* [Stored items]
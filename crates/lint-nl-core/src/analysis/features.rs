//! Per-sentence feature extraction.
//!
//! Turns one annotated sentence into the four feature values the scoring
//! formula consumes, plus the word-level diagnostics that make the numbers
//! auditable. Every policy here is deterministic; a feature that cannot be
//! computed is `None`, never an error.

use crate::annotation::{AnnotatedSentence, AnnotatedToken, CoarsePos, EntityLabel};
use crate::error::AnnotationResult;
use crate::lexicon::{LexiconStore, SemanticClass};

use super::AnalysisOptions;
use super::dependency;
use super::reports::{SentenceDiagnostics, SentenceFeatures, WordFrequency};

/// Fine-tag marker for finite (person/tense-bearing) verb forms (CGN).
pub const FINITE_VERB_MARKER: &str = "WW|pv";

/// Zipf frequency below which a word is flagged uncommon (display only).
pub const UNCOMMON_ZIPF_THRESHOLD: f64 = 3.0;

/// Extracts [`SentenceFeatures`] from annotated sentences.
///
/// Holds a shared reference to the lexicon; one extractor can serve any
/// number of sentences, and independent extractors over the same store can
/// run concurrently.
#[derive(Debug, Clone)]
pub struct SentenceFeatureExtractor<'a> {
    lexicon: &'a LexiconStore,
    options: AnalysisOptions,
}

* [PROBLEM DETAILS]
Show all of the lines above in which "that" is present.

* [RESPONSE]
//! formula consumes, plus the word-level diagnostics that make the numbers
//! auditable. Every policy here is deterministic; a feature that cannot be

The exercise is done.